The Main-to-the James Development Committee was created in 1970 to oversee redevelopment of the city between East Main Street and the James River. The body comprised state and local representatives and business leaders. The expressway, as planners saw it, needed to wedge into downtown and avoid the Ethyl Corp. (now NewMarket) headquarters and the then-Virginia Penitentiary. The committee favored a route east of Belvidere, between Canal and Byrd streets. The proposed expressway split downtown from the river and destroyed almost four miles of the filled-in James River and Kanawha Canal.
The “Main-to-the James” committee in 1972 hired the Philadelphia-based urban planning and landscape architecture firm of Wallace, McHarg, Roberts and Todd. Rather than a below-grade expressway forming an asphalt moat between Main Street and the James River, the Wallace group suggested converting it into a boulevard, similar to the present four lanes and median of Leigh Street behind the Science Museum. They advocated restoration of the canal. A rift ensued, and the committee denounced the consultants’ work as sketchy, unscientific and with weak justifications.
In 1973, a residents group, James River and Kanawha Canal Parks, Inc., led by former Byrd machine state Sen. Eugene R. Sydnor, Jr., filed suit in U.S. District Court to delay the project for environmental study. They wanted the expressway to end at Fifth Street, or perhaps at Belvidere, with no downtown extension to I-95. They also opposed the tolls. Sydnor likely didn’t know the principles of the feng shui design-for-living philosophy wherein moving water is an attractor of positive energy. But he knew the importance of a water feature.
The Richmond Times-Dispatch’s Jan. 10, 1973, editorial page warned that thwarting the expressway constituted a mortal blow against a downtown struggling against the powerful suburban drag. The accompanying cartoon illustrated expressway opponents as tire-puncturing spikes.
Vice Mayor Henry L. Marsh III provided vocal opposition to the expressway and for a time, he and flamboyant council member Howard Carwile sought to unite the white Oregon Hill and black Randolph neighborhoods against the highway. Marsh, however, did an about-face and endorsed the RMA on Jan. 15, 1973. “The expressway can’t be stopped, anyway,” he said. “It’s a question of whether the citizens of Richmond are going to be left holding the bag.”

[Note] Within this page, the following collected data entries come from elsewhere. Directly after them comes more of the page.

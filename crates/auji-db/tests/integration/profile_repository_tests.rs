use auji_core::traits::ProfileStore;
use auji_db::ProfileRepository;

use crate::integration::common::setup_test_db;

#[tokio::test]
async fn active_profiles_only() {
    let (pool, _container) = setup_test_db().await;
    let repo = ProfileRepository::new(pool);

    assert!(repo.active_profile_names().await.unwrap().is_empty());

    repo.upsert("تسويق رقمي", true).await.unwrap();
    repo.upsert("Machine Learning", false).await.unwrap();
    repo.upsert("Data Analysis", true).await.unwrap();

    let active = repo.active_profile_names().await.unwrap();
    assert_eq!(active, ["تسويق رقمي", "Data Analysis"]);
}

#[tokio::test]
async fn upsert_toggles_existing_profile() {
    let (pool, _container) = setup_test_db().await;
    let repo = ProfileRepository::new(pool);

    repo.upsert("Machine Learning", false).await.unwrap();
    repo.upsert("Machine Learning", true).await.unwrap();

    let profiles = repo.list().await.unwrap();
    assert_eq!(profiles.len(), 1);
    assert!(profiles[0].is_active);
}
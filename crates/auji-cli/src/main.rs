use std::io::Write;

use anyhow::{Context, Result, bail};
use chrono::{TimeDelta, Utc};
use clap::{Parser, Subcommand, ValueEnum};
use tokio_util::sync::CancellationToken;
use tracing_subscriber::EnvFilter;

use auji_client::AnyScraper;
use auji_core::models::{Category, JobFilter, JobRecord, Source};
use auji_core::traits::JobStore;
use auji_core::{
    AppError, CategorySelection, IngestService, RunSummary, ScrapeConfig, ThrottledFetcher,
    TracingIngestReporter, normalize_employment_type,
};
use auji_db::{Database, DatabaseConfig, JobRepository, ProfileRepository};

#[derive(Parser)]
#[command(name = "auji", version, about = "Job posting scraper for Vodafone careers and Mostaql")]
struct Cli {
    #[command(subcommand)]
    command: Commands,
}

#[derive(Subcommand)]
enum Commands {
    /// Scrape a source for the given (or the active) search profiles
    Scrape {
        /// Source to scrape: vodafone or mostaql
        #[arg(short, long, default_value = "vodafone")]
        source: Source,

        /// Search profile, English or Arabic (repeatable). Defaults to the active profiles.
        #[arg(short, long = "profile")]
        profiles: Vec<String>,

        /// Listing pages per category
        #[arg(long, default_value_t = 1)]
        pages: u32,
    },

    /// Scrape a source for a raw category expression or search URL
    ScrapeDirect {
        #[arg(short, long)]
        source: Source,

        /// Mostaql: e.g. "development,marketing". Vodafone: a category name or a
        /// jobs.vodafone.com search URL.
        #[arg(short, long)]
        category: String,

        #[arg(long, default_value_t = 1)]
        pages: u32,
    },

    /// Fill in missing descriptions from detail pages
    Enrich {
        #[arg(short, long, default_value = "vodafone")]
        source: Source,

        /// Maximum number of jobs to visit
        #[arg(short, long, default_value_t = 50)]
        limit: usize,
    },

    /// List stored jobs
    Jobs {
        /// Category filter (repeatable), English or Arabic
        #[arg(short, long = "category")]
        categories: Vec<String>,

        #[arg(short, long)]
        source: Option<Source>,

        /// Employment type, e.g. full_time, "دوام جزئي", freelance
        #[arg(short, long)]
        employment_type: Option<String>,

        /// Only jobs posted within the last N days
        #[arg(long)]
        since_days: Option<i64>,

        #[arg(short, long, default_value_t = 50)]
        limit: usize,

        #[arg(long, value_enum, default_value_t = OutputFormat::Table)]
        format: OutputFormat,
    },

    /// Manage search profiles
    Profiles {
        #[command(subcommand)]
        action: ProfileAction,
    },
}

#[derive(Subcommand)]
enum ProfileAction {
    /// Show all profiles
    List,
    /// Create a profile or change its state
    Set {
        name: String,
        /// Store the profile as inactive
        #[arg(long, default_value_t = false)]
        inactive: bool,
    },
}

#[derive(Clone, Copy, ValueEnum)]
enum OutputFormat {
    Table,
    Csv,
}

#[tokio::main]
async fn main() -> Result<()> {
    // Load .env if present
    let _ = dotenvy::dotenv();

    tracing_subscriber::fmt()
        .with_env_filter(EnvFilter::from_default_env().add_directive("auji=info".parse()?))
        .with_target(false)
        .with_writer(std::io::stderr)
        .init();

    let cli = Cli::parse();
    let config = ScrapeConfig::from_env().map_err(|e| anyhow::anyhow!(e))?;

    match cli.command {
        Commands::Scrape {
            source,
            profiles,
            pages,
        } => {
            let db = connect_db().await?;
            let selection = CategorySelection::Profiles(profiles);
            cmd_run(&db, &config, source, selection, pages).await?;
        }
        Commands::ScrapeDirect {
            source,
            category,
            pages,
        } => {
            let db = connect_db().await?;
            cmd_run(&db, &config, source, CategorySelection::Direct(category), pages).await?;
        }
        Commands::Enrich { source, limit } => {
            let db = connect_db().await?;
            cmd_enrich(&db, &config, source, limit).await?;
        }
        Commands::Jobs {
            categories,
            source,
            employment_type,
            since_days,
            limit,
            format,
        } => {
            let filter = build_filter(categories, source, employment_type, since_days, limit)?;
            let db = connect_db().await?;
            cmd_jobs(&db.job_repo(), &filter, format).await?;
        }
        Commands::Profiles { action } => {
            let db = connect_db().await?;
            cmd_profiles(&db.profile_repo(), action).await?;
        }
    }

    Ok(())
}

/// Connect to PostgreSQL using `DATABASE_URL` and apply pending migrations.
async fn connect_db() -> Result<Database> {
    let config = DatabaseConfig::from_env().map_err(|e| anyhow::anyhow!(e))?;
    let db = Database::connect(&config)
        .await
        .context("Failed to connect to database")?;
    db.migrate().await.map_err(|e| anyhow::anyhow!(e))?;
    Ok(db)
}

fn service(db: &Database, config: &ScrapeConfig) -> IngestService<JobRepository, ProfileRepository> {
    IngestService::new(db.job_repo(), db.profile_repo())
        .with_default_source(config.default_source.clone())
}

/// Cancel the token on the first Ctrl-C; pages already ingested stay saved.
fn cancel_on_ctrl_c() -> CancellationToken {
    let token = CancellationToken::new();
    let child = token.clone();
    tokio::spawn(async move {
        if tokio::signal::ctrl_c().await.is_ok() {
            tracing::warn!("Interrupt received, stopping after the current page");
            child.cancel();
        }
    });
    token
}

async fn cmd_run(
    db: &Database,
    config: &ScrapeConfig,
    source: Source,
    selection: CategorySelection,
    pages: u32,
) -> Result<()> {
    let service = service(db, config);
    let scraper = AnyScraper::for_source(source, &config.debug_dir);
    let fetcher = ThrottledFetcher::new(page_fetcher::open(config).await?, config.page_delay);
    let cancel = cancel_on_ctrl_c();

    let result = service
        .run(&scraper, &fetcher, selection, pages, &cancel, &TracingIngestReporter)
        .await;
    page_fetcher::close(fetcher.inner()).await;

    match result {
        Ok(summary) => print_summary(&summary),
        Err(AppError::Cancelled { pages_done }) => {
            eprintln!("Cancelled after {pages_done} page(s); those pages were saved.");
            Ok(())
        }
        Err(e) => Err(anyhow::anyhow!(e)).context(format!("{source} run failed")),
    }
}

fn print_summary(summary: &RunSummary) -> Result<()> {
    let out = serde_json::json!({
        "source": summary.source,
        "fetched": summary.fetched,
        "saved": summary.report.saved(),
        "inserted": summary.report.inserted,
        "updated": summary.report.updated,
        "skipped": summary.report.skipped,
        "warnings": summary.warnings,
    });
    println!("{}", serde_json::to_string_pretty(&out)?);
    Ok(())
}

async fn cmd_enrich(db: &Database, config: &ScrapeConfig, source: Source, limit: usize) -> Result<()> {
    let service = service(db, config);
    let scraper = AnyScraper::for_source(source, &config.debug_dir);
    let fetcher = ThrottledFetcher::new(page_fetcher::open(config).await?, config.page_delay);

    let result = service
        .enrich_descriptions(&scraper, &fetcher, limit, &TracingIngestReporter)
        .await;
    page_fetcher::close(fetcher.inner()).await;

    let filled = result.map_err(|e| anyhow::anyhow!(e))?;
    println!("Filled {filled} description(s)");
    Ok(())
}

fn build_filter(
    categories: Vec<String>,
    source: Option<Source>,
    employment_type: Option<String>,
    since_days: Option<i64>,
    limit: usize,
) -> Result<JobFilter> {
    let employment_type = match employment_type.as_deref() {
        None => None,
        Some(raw) => match normalize_employment_type(Some(raw)).and_then(|l| l.canonical()) {
            Some(kind) => Some(kind),
            None => bail!("Unknown employment type '{raw}'"),
        },
    };

    let posted_after = since_days
        .map(|days| {
            TimeDelta::try_days(days)
                .filter(|_| days >= 0)
                .and_then(|delta| Utc::now().checked_sub_signed(delta))
                .with_context(|| format!("--since-days {days} is out of range"))
        })
        .transpose()?;

    Ok(JobFilter {
        categories: categories
            .iter()
            .filter(|c| !c.trim().is_empty())
            .map(|c| Category::from(c.as_str()))
            .collect(),
        source: source.map(|s| s.to_string()),
        employment_type,
        posted_after,
        limit: Some(limit),
        ..JobFilter::default()
    })
}

async fn cmd_jobs(repo: &JobRepository, filter: &JobFilter, format: OutputFormat) -> Result<()> {
    let jobs = repo.list(filter).await.map_err(|e| anyhow::anyhow!(e))?;

    match format {
        OutputFormat::Csv => write_csv(&jobs, std::io::stdout().lock())?,
        OutputFormat::Table => {
            if jobs.is_empty() {
                println!("No jobs found");
                return Ok(());
            }
            for job in &jobs {
                println!(
                    "{:<10} {:<18} {:<12} {} | {} | {}",
                    job.posted_at
                        .map(|t| t.format("%Y-%m-%d").to_string())
                        .unwrap_or_else(|| "-".into()),
                    job.category.as_ref().map(Category::as_str).unwrap_or("-"),
                    job.source,
                    job.title,
                    job.company,
                    job.best_link().unwrap_or("-"),
                );
            }
            let total = repo.count().await.map_err(|e| anyhow::anyhow!(e))?;
            println!("\nShowing {} of {total} jobs", jobs.len());
        }
    }
    Ok(())
}

fn write_csv(jobs: &[JobRecord], out: impl Write) -> Result<()> {
    let mut writer = csv::Writer::from_writer(out);
    writer.write_record([
        "id",
        "title",
        "company",
        "location",
        "category",
        "employment_type",
        "source",
        "posted_at",
        "link",
    ])?;
    for job in jobs {
        writer.write_record([
            job.id.to_string(),
            job.title.clone(),
            job.company.clone(),
            job.location.clone().unwrap_or_default(),
            job.category.as_ref().map(|c| c.as_str().to_string()).unwrap_or_default(),
            job.employment_type
                .as_ref()
                .map(|l| l.as_str().to_string())
                .unwrap_or_default(),
            job.source.clone(),
            job.posted_at.map(|t| t.to_rfc3339()).unwrap_or_default(),
            job.best_link().unwrap_or_default().to_string(),
        ])?;
    }
    writer.flush()?;
    Ok(())
}

async fn cmd_profiles(repo: &ProfileRepository, action: ProfileAction) -> Result<()> {
    match action {
        ProfileAction::List => {
            let profiles = repo.list().await.map_err(|e| anyhow::anyhow!(e))?;
            if profiles.is_empty() {
                println!("No profiles; runs use the built-in defaults");
            }
            for profile in profiles {
                let state = if profile.is_active { "active" } else { "inactive" };
                println!("{:<9} {}", state, profile.name);
            }
        }
        ProfileAction::Set { name, inactive } => {
            if name.trim().is_empty() {
                bail!("Profile name must not be empty");
            }
            repo.upsert(name.trim(), !inactive)
                .await
                .map_err(|e| anyhow::anyhow!(e))?;
            println!("Saved profile '{}'", name.trim());
        }
    }
    Ok(())
}

#[cfg(feature = "browser")]
mod page_fetcher {
    use auji_client::BrowserFetcher;
    use auji_core::ScrapeConfig;

    pub async fn open(config: &ScrapeConfig) -> anyhow::Result<BrowserFetcher> {
        BrowserFetcher::with_timeouts(config.page_timeout * 2, config.page_timeout)
            .await
            .map_err(|e| anyhow::anyhow!(e))
    }

    pub async fn close(fetcher: &BrowserFetcher) {
        if let Err(e) = fetcher.close().await {
            tracing::warn!(error = %e, "Browser did not shut down cleanly");
        }
    }
}

#[cfg(not(feature = "browser"))]
mod page_fetcher {
    use auji_client::ReqwestFetcher;
    use auji_core::ScrapeConfig;

    pub async fn open(config: &ScrapeConfig) -> anyhow::Result<ReqwestFetcher> {
        tracing::warn!("Built without the `browser` feature; client-rendered listings may come back empty");
        ReqwestFetcher::with_timeout(config.page_timeout).map_err(|e| anyhow::anyhow!(e))
    }

    pub async fn close(_fetcher: &ReqwestFetcher) {}
}
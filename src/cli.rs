use clap::{Parser, Subcommand};
use std::path::PathBuf;

use crate::daily_intake::Gender;

#[derive(Parser, Debug)]
#[command(author, version, about, long_about = None)]
pub struct Cli {
    /// Nutrition CSV file, repeatable; rows are searched in the order given
    #[arg(short, long = "data", required = true)]
    pub data_files: Vec<PathBuf>,

    /// Never query the translation and USDA services
    #[arg(long)]
    pub offline: bool,

    #[command(subcommand)]
    pub command: Command,
}

#[derive(Subcommand, Debug)]
pub enum Command {
    /// Annotate recipe ingredient lines such as "닭가슴살 1개(200g)"
    Ingredient {
        #[arg(required = true)]
        lines: Vec<String>,
    },
    /// Total the calories of a list of foods
    Meal {
        #[arg(required = true)]
        foods: Vec<String>,
    },
    /// Compare a day's meals with the recommended intake
    Daily {
        /// Body weight in kg
        #[arg(long)]
        weight: f64,
        #[arg(long, value_enum)]
        gender: Gender,
        #[arg(long, value_delimiter = ',')]
        breakfast: Vec<String>,
        #[arg(long, value_delimiter = ',')]
        lunch: Vec<String>,
        #[arg(long, value_delimiter = ',')]
        dinner: Vec<String>,
    },
    /// List the food names available in the loaded tables
    Foods,
}

pub fn parse_args() -> Cli {
    Cli::parse()
}

#[cfg(test)]
mod tests {
    use super::*;

    #[test]
    fn test_parse_daily_command() {
        let cli = Cli::try_parse_from([
            "recipe-calories",
            "--offline",
            "--data",
            "a.csv",
            "-d",
            "b.csv",
            "daily",
            "--weight",
            "70",
            "--gender",
            "male",
            "--breakfast",
            "쌀밥,김치",
        ])
        .unwrap();

        assert!(cli.offline);
        assert_eq!(cli.data_files, vec![PathBuf::from("a.csv"), PathBuf::from("b.csv")]);
        match cli.command {
            Command::Daily { weight, gender, breakfast, lunch, .. } => {
                assert_eq!(weight, 70.0);
                assert_eq!(gender, Gender::Male);
                assert_eq!(breakfast, vec!["쌀밥", "김치"]);
                assert!(lunch.is_empty());
            }
            other => panic!("unexpected command: {:?}", other),
        }
    }

    #[test]
    fn test_data_file_required() {
        assert!(Cli::try_parse_from(["recipe-calories", "foods"]).is_err());
    }
}
use log::debug;

use crate::models::{LookupTier, NutritionRecord};

/// Read-only nutrition reference table, built once at startup and shared by
/// reference with every lookup.
#[derive(Debug, Clone, Default)]
pub struct NutritionTable {
    records: Vec<NutritionRecord>,
}

impl NutritionTable {
    pub fn new(records: Vec<NutritionRecord>) -> Self {
        Self { records }
    }

    pub fn records(&self) -> &[NutritionRecord] {
        &self.records
    }

    pub fn len(&self) -> usize {
        self.records.len()
    }

    pub fn is_empty(&self) -> bool {
        self.records.is_empty()
    }

    /// First record whose name, alternate name or category equals `query`, ignoring case.
    pub fn find_exact(&self, query: &str) -> Option<&NutritionRecord> {
        let needle = query.to_lowercase();
        self.records.iter().find(|record| {
            record
                .searchable_names()
                .iter()
                .any(|field| field.to_lowercase() == needle)
        })
    }

    /// First record where `query` occurs inside any searchable name, ignoring case.
    pub fn find_partial(&self, query: &str) -> Option<&NutritionRecord> {
        let needle = query.to_lowercase();
        self.records.iter().find(|record| {
            record
                .searchable_names()
                .iter()
                .any(|field| field.to_lowercase().contains(&needle))
        })
    }

    /// Runs the exact tier, then the partial tier. First hit in table order wins.
    ///
    /// A blank query matches nothing. Taken literally, the partial tier would
    /// match every record on an empty needle and return the first row.
    pub fn search(&self, query: &str) -> Option<(&NutritionRecord, LookupTier)> {
        let query = query.trim();
        if query.is_empty() {
            return None;
        }

        if let Some(record) = self.find_exact(query) {
            debug!("Exact match for '{}': '{}'", query, record.name);
            return Some((record, LookupTier::Exact));
        }
        if let Some(record) = self.find_partial(query) {
            debug!("Partial match for '{}': '{}'", query, record.name);
            return Some((record, LookupTier::Partial));
        }
        None
    }

    /// Distinct food names, sorted case-insensitively.
    pub fn food_options(&self) -> Vec<String> {
        let mut options: Vec<String> = self.records.iter().map(|r| r.name.clone()).collect();
        options.sort();
        options.dedup();
        options.sort_by_key(|name| name.to_lowercase());
        options
    }
}
use regex::Regex;
use serde::{Deserialize, Serialize};
use std::sync::LazyLock;

static MEASUREMENT_RE: LazyLock<Regex> =
    LazyLock::new(|| Regex::new(r"([0-9.]+)([a-zA-Z]+)").expect("measurement pattern is valid"));

static SPACED_UNIT_RE: LazyLock<Regex> =
    LazyLock::new(|| Regex::new(r"([0-9.]+)\s+([a-zA-Z]+)").expect("spacing pattern is valid"));

/// Quantity and unit pulled out of a free-text amount such as `"250g"`.
#[derive(Debug, Serialize, Deserialize, Clone, Default, PartialEq)]
pub struct ParsedMeasurement {
    pub quantity: Option<f64>,
    pub unit: Option<String>, // always lowercase
}

impl ParsedMeasurement {
    pub fn is_complete(&self) -> bool {
        self.quantity.is_some() && self.unit.is_some()
    }
}

/// Parses the first `<number><letters>` run in `text`.
///
/// Only the first match is considered, so `"2 pieces 250g"` yields `250g`
/// while `"1.5ml or 2g"` yields `1.5ml`. A number that does not parse (for
/// example `"1.2.3g"`) leaves the quantity empty but still reports the unit.
pub fn parse_measurement(text: &str) -> ParsedMeasurement {
    let Some(caps) = MEASUREMENT_RE.captures(text) else {
        return ParsedMeasurement::default();
    };

    let quantity = caps[1].parse::<f64>().ok();
    let unit = caps[2].to_lowercase();
    ParsedMeasurement {
        quantity,
        unit: Some(unit),
    }
}

/// Removes whitespace between a number and the unit that follows it, so
/// `"200 g"` becomes `"200g"`.
///
/// Text that already contains a `<number><letters>` run is returned trimmed but
/// otherwise untouched, so the first measurement stays the one that parses.
pub fn normalize_metric(text: &str) -> String {
    let text = text.trim();
    if MEASUREMENT_RE.is_match(text) {
        return text.to_string();
    }
    SPACED_UNIT_RE.replace_all(text, "$1$2").into_owned()
}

Federal Judge Robert L. Merhige on May 8 delivered a 51-page decision against the parks group on account that not enough federal funds were being used to merit an environmental study.
The Downtown Expressway, along with the I-195 connector, opened on Feb. 3, 1976.
The RMA’s responsibilities grew to building parking decks downtown and in Carytown, operating the Boulevard Bridge (1969), and collaborating with regional partners in the 1985 construction of the Diamond, which it transferred to the city in 2014. In 2011, the RMA restructured its debt and paid Richmond $62.4 million — the $20 million that built the expressway, plus interest. Mayor Dwight Jones marked the funds for riverfront improvements, schools and deconcentrating public housing projects. The big payback means the RMA will keep its tolls in place until 2041. Also in 2014, the group’s directorship grew from 11 to 16 with five members each from from Richmond, Henrico, Chesterfield, and one member from the Commonwealth Transportation Board. The name changed to Richmond Metropolitan Transportation Authority, which marks its 50th anniversary this year.